Das ZDF hatte nämlich auf die Kritik reagiert und gegenüber dem Magazin Focus eingeräumt, Coerpers Formulierung, dass «die Stadt funktioniert», sei «missverständlich» gewesen. Der öffentlich-rechtliche Sender schränkte jedoch ein, dass «dieses Zitat allein herauszugreifen», «seinen geschilderten Eindruck nur verkürzt» wiedergebe.
Wir stellen also fest: Wenn ein westlicher Mainstream-Journalist ausnahmsweise das wiedergibt, was er sieht, und russische Medien sich darüber freuen und den Bericht verbreiten, dann ist dieser für den Tages-Anzeiger automatisch russische Propaganda. So wird die Realität durch den Fleischwolf gedreht.
In einem Punkt hat sich Coerper allerdings tatsächlich geirrt.
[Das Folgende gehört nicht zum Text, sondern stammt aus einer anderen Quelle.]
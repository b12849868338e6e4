//! Scene lighting for Phong-lit mesh shaders.
//!
//! A single directional light plus an ambient term. Pushed to every lit
//! shader group once per frame before its meshes draw.

use bytemuck::{Pod, Zeroable};
use glam::Vec3;

use crate::renderer::traits::{GraphicsBackend, Uniform};

/// Directional light.
///
/// Layout matches the `DirectionalLight` uniform block (3 x vec3, 36 bytes).
#[derive(Debug, Clone, Copy, PartialEq, Pod, Zeroable)]
#[repr(C)]
pub struct DirectionalLight {
    pub direction: Vec3,
    pub diffuse_color: Vec3,
    pub specular_color: Vec3,
}

impl DirectionalLight {
    pub fn new(direction: Vec3, diffuse_color: Vec3, specular_color: Vec3) -> Self {
        Self {
            direction: direction.normalize_or_zero(),
            diffuse_color,
            specular_color,
        }
    }
}

impl Default for DirectionalLight {
    fn default() -> Self {
        Self::new(
            Vec3::new(0.0, -0.707, -0.707),
            Vec3::new(0.78, 0.88, 1.0),
            Vec3::new(0.8, 0.8, 0.8),
        )
    }
}

/// Ambient plus directional light for the scene.
#[derive(Debug, Clone, Copy, PartialEq)]
pub struct Lighting {
    pub ambient: Vec3,
    pub directional: DirectionalLight,
}

impl Default for Lighting {
    fn default() -> Self {
        Self {
            ambient: Vec3::splat(0.2),
            directional: DirectionalLight::default(),
        }
    }
}

impl Lighting {
    /// Set the ambient light color.
    pub fn set_ambient(&mut self, ambient: Vec3) {
        self.ambient = ambient;
    }

    /// Push light uniforms to the active shader.
    pub fn apply(&self, backend: &mut dyn GraphicsBackend, camera_pos: Vec3) {
        backend.set_uniform("uCameraPos", Uniform::Vec3(camera_pos));
        backend.set_uniform("uAmbientLight", Uniform::Vec3(self.ambient));
        backend.set_uniform("uDirLight.mDirection", Uniform::Vec3(self.directional.direction));
        backend.set_uniform("uDirLight.mDiffuseColor", Uniform::Vec3(self.directional.diffuse_color));
        backend.set_uniform("uDirLight.mSpecColor", Uniform::Vec3(self.directional.specular_color));
    }
}
//! Forward/angular motion.
//!
//! Rotation is about +Z (up) and translation follows the owner's forward
//! vector (+X rotated by the current orientation).

use glam::Vec3;

use crate::core::component::{Component, ComponentContext};

/// Update order for motion so it runs before drawables read the transform.
pub const MOTION_UPDATE_ORDER: i32 = 10;

/// Speeds with a magnitude below this are treated as zero.
pub const EPSILON: f32 = 0.001;

pub fn near_zero(value: f32) -> bool {
    value.abs() <= EPSILON
}

/// Axis-aligned bounds; a coordinate that leaves one side re-enters from the
/// opposite side.
#[derive(Debug, Clone, Copy, PartialEq)]
pub struct WrapBounds {
    pub min: Vec3,
    pub max: Vec3,
}

impl WrapBounds {
    pub fn new(min: Vec3, max: Vec3) -> Self {
        Self { min, max }
    }

    /// Bounds covering a screen centered on the origin, unbounded in Z.
    pub fn screen(width: f32, height: f32) -> Self {
        Self {
            min: Vec3::new(-width / 2.0, -height / 2.0, f32::NEG_INFINITY),
            max: Vec3::new(width / 2.0, height / 2.0, f32::INFINITY),
        }
    }

    pub fn wrap(&self, position: Vec3) -> Vec3 {
        let axis = |v: f32, lo: f32, hi: f32| {
            if v > hi {
                lo
            } else if v < lo {
                hi
            } else {
                v
            }
        };
        Vec3::new(
            axis(position.x, self.min.x, self.max.x),
            axis(position.y, self.min.y, self.max.y),
            axis(position.z, self.min.z, self.max.z),
        )
    }
}

#[derive(Debug, Clone, Default)]
pub struct MoveComponent {
    /// Units per second along forward.
    pub forward_speed: f32,
    /// Radians per second about +Z.
    pub angular_speed: f32,
    pub wrap: Option<WrapBounds>,
}

impl MoveComponent {
    pub fn new() -> Self {
        Self::default()
    }

    pub fn with_forward_speed(mut self, speed: f32) -> Self {
        self.forward_speed = speed;
        self
    }

    pub fn with_angular_speed(mut self, speed: f32) -> Self {
        self.angular_speed = speed;
        self
    }

    pub fn with_wrap(mut self, bounds: WrapBounds) -> Self {
        self.wrap = Some(bounds);
        self
    }

    /// Advance the owner's transform by one step.
    pub fn apply(&self, ctx: &mut ComponentContext<'_>, dt: f32) {
        if !near_zero(self.angular_speed) {
            ctx.transform.rotate_about_up(self.angular_speed * dt);
        }
        if !near_zero(self.forward_speed) {
            ctx.transform.translate_forward(self.forward_speed * dt);
            if let Some(bounds) = &self.wrap {
                let wrapped = bounds.wrap(ctx.transform.position());
                if wrapped != ctx.transform.position() {
                    ctx.transform.set_position(wrapped);
                }
            }
        }
    }
}

impl Component for MoveComponent {
    fn update_order(&self) -> i32 {
        MOTION_UPDATE_ORDER
    }

    fn update(&mut self, ctx: &mut ComponentContext<'_>, dt: f32) {
        self.apply(ctx, dt);
    }
}

#[cfg(test)]
mod tests {
    use super::*;
    use crate::api::types::ActorId;
    use crate::core::actor::ActorState;
    use crate::core::transform::Transform;
    use glam::Quat;
    use std::f32::consts::FRAC_PI_2;

    fn step(motion: &mut MoveComponent, transform: &mut Transform, dt: f32) {
        let mut state = ActorState::Active;
        let mut ctx = ComponentContext {
            owner: ActorId::default(),
            transform,
            state: &mut state,
        };
        motion.update(&mut ctx, dt);
    }

    #[test]
    fn forward_motion_moves_along_x() {
        let mut transform = Transform::new();
        let mut motion = MoveComponent::new().with_forward_speed(100.0);
        step(&mut motion, &mut transform, 1.0);
        assert!(transform.position().abs_diff_eq(Vec3::new(100.0, 0.0, 0.0), 1e-4));
        assert_eq!(transform.rotation(), Quat::IDENTITY);
    }

    #[test]
    fn angular_motion_turns_about_z() {
        let mut transform = Transform::new();
        let mut motion = MoveComponent::new().with_angular_speed(FRAC_PI_2);
        step(&mut motion, &mut transform, 1.0);
        assert!(transform.forward().abs_diff_eq(Vec3::Y, 1e-5));
        assert_eq!(transform.position(), Vec3::ZERO);
    }

    #[test]
    fn tiny_speeds_leave_transform_clean() {
        let mut transform = Transform::new();
        transform.recompute();
        let mut motion = MoveComponent::new()
            .with_forward_speed(0.0005)
            .with_angular_speed(-0.0009);
        step(&mut motion, &mut transform, 1.0);
        assert!(!transform.is_dirty());
    }

    #[test]
    fn wrap_reflects_to_opposite_bound() {
        let bounds = WrapBounds::screen(200.0, 100.0);
        assert_eq!(bounds.wrap(Vec3::new(101.0, 0.0, 3.0)), Vec3::new(-100.0, 0.0, 3.0));
        assert_eq!(bounds.wrap(Vec3::new(0.0, -51.0, 0.0)), Vec3::new(0.0, 50.0, 0.0));
        assert_eq!(bounds.wrap(Vec3::new(10.0, 10.0, 0.0)), Vec3::new(10.0, 10.0, 0.0));
    }

    #[test]
    fn moving_past_bound_wraps() {
        let mut transform = Transform::new();
        transform.set_position(Vec3::new(95.0, 0.0, 0.0));
        let mut motion = MoveComponent::new()
            .with_forward_speed(10.0)
            .with_wrap(WrapBounds::screen(200.0, 100.0));
        step(&mut motion, &mut transform, 1.0);
        assert_eq!(transform.position().x, -100.0);
    }
}
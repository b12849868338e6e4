//! Ordered draw lists.
//!
//! Sprites are kept sorted ascending by draw order with stable insertion;
//! meshes are grouped by shader, groups in first-registration order and
//! members in insertion order. Entries are component handles, never
//! references.

use crate::api::types::ComponentRef;

/// Which list a drawable component joins, and where.
#[derive(Debug, Clone, PartialEq, Eq)]
pub enum DrawSlot {
    /// Alpha-blended 2D pass, ascending by draw order.
    Sprite { draw_order: i32 },
    /// Depth-tested 3D pass, grouped by shader name.
    Mesh { shader: String },
}

#[derive(Debug, Clone, Copy)]
struct SpriteEntry {
    target: ComponentRef,
    draw_order: i32,
}

/// Mesh components sharing one shader.
#[derive(Debug, Clone)]
pub struct MeshGroup {
    shader: String,
    members: Vec<ComponentRef>,
}

impl MeshGroup {
    pub fn shader(&self) -> &str {
        &self.shader
    }

    pub fn members(&self) -> &[ComponentRef] {
        &self.members
    }

    pub fn is_empty(&self) -> bool {
        self.members.is_empty()
    }
}

#[derive(Debug, Default)]
pub struct DrawLists {
    sprites: Vec<SpriteEntry>,
    mesh_groups: Vec<MeshGroup>,
}

impl DrawLists {
    pub fn new() -> Self {
        Self::default()
    }

    pub fn insert(&mut self, target: ComponentRef, slot: &DrawSlot) {
        match slot {
            DrawSlot::Sprite { draw_order } => self.add_sprite(target, *draw_order),
            DrawSlot::Mesh { shader } => self.add_mesh(target, shader),
        }
    }

    pub fn remove(&mut self, target: ComponentRef, slot: &DrawSlot) -> bool {
        match slot {
            DrawSlot::Sprite { .. } => self.remove_sprite(target),
            DrawSlot::Mesh { shader } => self.remove_mesh(target, shader),
        }
    }

    /// Insert before the first sprite with a strictly greater draw order.
    pub fn add_sprite(&mut self, target: ComponentRef, draw_order: i32) {
        let index = self
            .sprites
            .iter()
            .position(|entry| draw_order < entry.draw_order)
            .unwrap_or(self.sprites.len());
        self.sprites.insert(index, SpriteEntry { target, draw_order });
    }

    /// Returns false if the sprite was not registered.
    pub fn remove_sprite(&mut self, target: ComponentRef) -> bool {
        match self.sprites.iter().position(|entry| entry.target == target) {
            Some(index) => {
                self.sprites.remove(index);
                true
            }
            None => false,
        }
    }

    pub fn add_mesh(&mut self, target: ComponentRef, shader: &str) {
        match self.mesh_groups.iter_mut().find(|g| g.shader == shader) {
            Some(group) => group.members.push(target),
            None => self.mesh_groups.push(MeshGroup {
                shader: shader.to_owned(),
                members: vec![target],
            }),
        }
    }

    /// Returns false if the mesh was not registered under `shader`.
    pub fn remove_mesh(&mut self, target: ComponentRef, shader: &str) -> bool {
        let Some(group) = self.mesh_groups.iter_mut().find(|g| g.shader == shader) else {
            return false;
        };
        match group.members.iter().position(|&m| m == target) {
            Some(index) => {
                group.members.remove(index);
                true
            }
            None => false,
        }
    }

    /// Sprites in submission order.
    pub fn sprites(&self) -> impl Iterator<Item = ComponentRef> + '_ {
        self.sprites.iter().map(|entry| entry.target)
    }

    /// Draw orders in submission order.
    pub fn sprite_orders(&self) -> impl Iterator<Item = i32> + '_ {
        self.sprites.iter().map(|entry| entry.draw_order)
    }

    pub fn mesh_groups(&self) -> &[MeshGroup] {
        &self.mesh_groups
    }

    pub fn sprite_count(&self) -> usize {
        self.sprites.len()
    }

    pub fn mesh_count(&self) -> usize {
        self.mesh_groups.iter().map(|g| g.members.len()).sum()
    }

    pub fn contains(&self, target: ComponentRef) -> bool {
        self.sprites.iter().any(|entry| entry.target == target)
            || self.mesh_groups.iter().any(|g| g.members.contains(&target))
    }
}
Er hat erklärt, mit Schauspielern jenes Theaters gesprochen zu haben, das im März 2022 bombardiert wurde. Laut Coerper freuten sich die Schauspieler, endlich wieder russischsprachige Stücke aufführen zu können. Wie der Tages-Anzeiger aber feststellt, wurden selbst bis unmittelbar vor der russischen Invasion Stücke in russischer Sprache aufgeführt. Fakt ist allerdings auch, dass die russische Sprache in der Ukraine schon vor dem Einmarsch massiv eingeschränkt worden ist. Das hätte die Zeitung erwähnen müssen.
Ironisch ist auch, dass dieser Tages-Anzeiger-Abschnitt mehr Propaganda enthält, als die dem ZDF-Reporter vorgeworfene. So wird behauptet, die Russen hätten das Theater bombardiert und dabei seien 600 ukrainische Zivilisten ums Leben gekommen. Nun stellt aber selbst Wikipedia fest, dass die Schätzungen über die Zahl der Todesopfer «zwischen mindestens 12 (Amnesty International) und 600 (Associated Press)» schwanken. Und auch die Täterschaft bleibt ungewiss. Russland beschuldigte das ukrainische Asow-Bataillon.
Das ganze Geschrei scheint mir zudem eine Nebelkerze zu sein. Denn viel interessanter waren andere Aussagen Coerpers. So erklärte er, das Team sei mit dem Auto aus Moskau gekommen und in Rostow am Don hätten sie die Grenze überquert. Die Einreisepapiere hätten sie von russischer Seite erhalten. Und weiter:
«Wir können uns hier frei bewegen. Wir haben die Einreisepapiere, wir werden aber nicht überwacht, zumindest bekomme ich das nicht mit. Wir können uns in der Stadt bewegen, können auch Menschen ansprechen. Also wir haben da eigentlich keine Einschränkungen.»
Das ist doch bemerkenswert, wenn man bedenkt, dass im Westen ständig über angebliche Repressionen gegenüber Journalisten seitens Russlands berichtet wird, und dass Mariupol dem Tages-Anzeiger zufolge «für westliche Beobachter eine Blackbox» ist, seit sich die Ukraine im Mai 2022 gezwungen sah, die Stadt aufzugeben:
«Unabhängig verifizierbare Informationen dringen selten nach aussen. Entsprechend gross war das Interesse, als ein ZDF-Reporter am vergangenen Montag vor Ort war.»
Das Interesse beschränkt sich aber offenbar auf Informationen, die dem westlichen Narrativ entsprechen.